» Input:
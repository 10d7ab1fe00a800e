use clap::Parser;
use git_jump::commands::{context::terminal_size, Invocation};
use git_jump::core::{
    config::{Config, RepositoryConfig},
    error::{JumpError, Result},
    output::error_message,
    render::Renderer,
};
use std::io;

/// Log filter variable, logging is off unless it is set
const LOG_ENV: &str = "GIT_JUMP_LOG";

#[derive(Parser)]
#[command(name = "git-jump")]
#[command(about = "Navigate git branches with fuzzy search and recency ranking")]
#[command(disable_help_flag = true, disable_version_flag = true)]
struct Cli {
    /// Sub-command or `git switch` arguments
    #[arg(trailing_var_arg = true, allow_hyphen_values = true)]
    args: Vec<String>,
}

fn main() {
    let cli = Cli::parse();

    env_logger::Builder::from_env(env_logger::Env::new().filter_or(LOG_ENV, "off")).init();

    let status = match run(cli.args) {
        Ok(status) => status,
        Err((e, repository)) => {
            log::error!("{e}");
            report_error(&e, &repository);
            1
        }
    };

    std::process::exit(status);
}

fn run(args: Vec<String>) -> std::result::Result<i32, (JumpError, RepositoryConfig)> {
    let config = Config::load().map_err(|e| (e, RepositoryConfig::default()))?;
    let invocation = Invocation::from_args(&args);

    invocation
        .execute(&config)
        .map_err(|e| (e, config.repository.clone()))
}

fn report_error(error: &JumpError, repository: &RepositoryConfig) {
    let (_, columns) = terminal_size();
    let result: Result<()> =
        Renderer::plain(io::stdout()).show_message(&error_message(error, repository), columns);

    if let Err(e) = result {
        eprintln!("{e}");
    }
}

==

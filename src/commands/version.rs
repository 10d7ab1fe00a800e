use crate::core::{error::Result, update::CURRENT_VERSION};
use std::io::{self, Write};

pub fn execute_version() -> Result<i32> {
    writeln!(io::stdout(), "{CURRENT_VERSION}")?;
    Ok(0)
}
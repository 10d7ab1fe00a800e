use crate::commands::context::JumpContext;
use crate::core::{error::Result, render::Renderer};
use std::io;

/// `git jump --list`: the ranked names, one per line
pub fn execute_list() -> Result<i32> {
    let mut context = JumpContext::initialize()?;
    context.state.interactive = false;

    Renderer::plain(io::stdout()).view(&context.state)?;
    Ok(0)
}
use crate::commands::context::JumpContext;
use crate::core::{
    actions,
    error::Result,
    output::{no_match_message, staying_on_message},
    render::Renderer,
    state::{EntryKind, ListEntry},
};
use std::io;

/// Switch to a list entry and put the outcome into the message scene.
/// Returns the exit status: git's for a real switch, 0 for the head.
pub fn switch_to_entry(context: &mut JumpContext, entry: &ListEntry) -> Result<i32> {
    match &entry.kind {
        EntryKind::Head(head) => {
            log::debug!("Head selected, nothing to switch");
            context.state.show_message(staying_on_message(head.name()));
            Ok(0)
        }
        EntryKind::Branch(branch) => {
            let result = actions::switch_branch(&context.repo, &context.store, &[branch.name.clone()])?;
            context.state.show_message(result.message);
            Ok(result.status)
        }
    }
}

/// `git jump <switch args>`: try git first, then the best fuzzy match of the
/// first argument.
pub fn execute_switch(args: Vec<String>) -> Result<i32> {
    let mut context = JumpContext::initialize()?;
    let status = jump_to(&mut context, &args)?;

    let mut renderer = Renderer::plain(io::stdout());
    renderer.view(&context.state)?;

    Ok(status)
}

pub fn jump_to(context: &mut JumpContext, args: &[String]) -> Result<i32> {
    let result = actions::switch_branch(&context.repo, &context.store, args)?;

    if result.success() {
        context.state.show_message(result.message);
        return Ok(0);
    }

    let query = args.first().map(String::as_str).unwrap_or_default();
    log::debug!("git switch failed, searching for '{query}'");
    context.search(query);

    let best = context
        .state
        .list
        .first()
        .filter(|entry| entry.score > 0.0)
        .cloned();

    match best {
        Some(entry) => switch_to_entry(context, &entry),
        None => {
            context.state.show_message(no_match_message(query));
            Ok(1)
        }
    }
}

--

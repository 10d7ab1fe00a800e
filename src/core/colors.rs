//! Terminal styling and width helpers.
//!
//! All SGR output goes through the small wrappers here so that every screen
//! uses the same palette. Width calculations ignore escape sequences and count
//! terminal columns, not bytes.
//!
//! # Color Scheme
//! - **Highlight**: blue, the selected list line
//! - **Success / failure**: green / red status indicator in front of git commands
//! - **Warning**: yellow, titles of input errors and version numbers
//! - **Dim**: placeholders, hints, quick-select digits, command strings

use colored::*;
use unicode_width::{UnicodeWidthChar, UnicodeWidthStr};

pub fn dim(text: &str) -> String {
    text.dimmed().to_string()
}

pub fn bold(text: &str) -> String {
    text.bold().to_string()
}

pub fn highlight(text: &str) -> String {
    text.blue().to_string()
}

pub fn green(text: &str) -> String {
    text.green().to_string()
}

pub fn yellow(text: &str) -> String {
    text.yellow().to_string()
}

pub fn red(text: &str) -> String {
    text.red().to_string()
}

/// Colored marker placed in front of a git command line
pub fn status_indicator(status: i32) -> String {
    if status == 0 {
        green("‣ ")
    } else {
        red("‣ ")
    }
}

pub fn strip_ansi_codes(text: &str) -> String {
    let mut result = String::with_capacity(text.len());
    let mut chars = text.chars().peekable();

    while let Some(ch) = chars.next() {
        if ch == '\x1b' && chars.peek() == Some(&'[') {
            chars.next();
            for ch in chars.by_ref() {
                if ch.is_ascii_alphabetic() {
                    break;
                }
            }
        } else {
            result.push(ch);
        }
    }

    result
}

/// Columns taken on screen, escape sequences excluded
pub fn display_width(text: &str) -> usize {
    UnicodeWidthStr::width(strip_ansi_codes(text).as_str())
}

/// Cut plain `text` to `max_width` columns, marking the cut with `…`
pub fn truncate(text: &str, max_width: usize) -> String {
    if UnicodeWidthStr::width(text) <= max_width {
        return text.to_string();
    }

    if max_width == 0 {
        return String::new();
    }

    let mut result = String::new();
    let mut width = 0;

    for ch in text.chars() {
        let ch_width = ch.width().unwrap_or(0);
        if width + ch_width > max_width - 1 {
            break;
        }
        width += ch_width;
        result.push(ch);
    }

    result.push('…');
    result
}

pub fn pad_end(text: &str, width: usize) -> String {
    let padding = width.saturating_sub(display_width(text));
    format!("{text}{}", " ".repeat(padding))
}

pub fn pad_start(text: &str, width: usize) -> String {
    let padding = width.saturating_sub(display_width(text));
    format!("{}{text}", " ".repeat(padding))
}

» What you are asked to do: Scan the entries for the word "next". Report each line that has it.

» Task output:
    while let Some(ch) = chars.next() {
            chars.next();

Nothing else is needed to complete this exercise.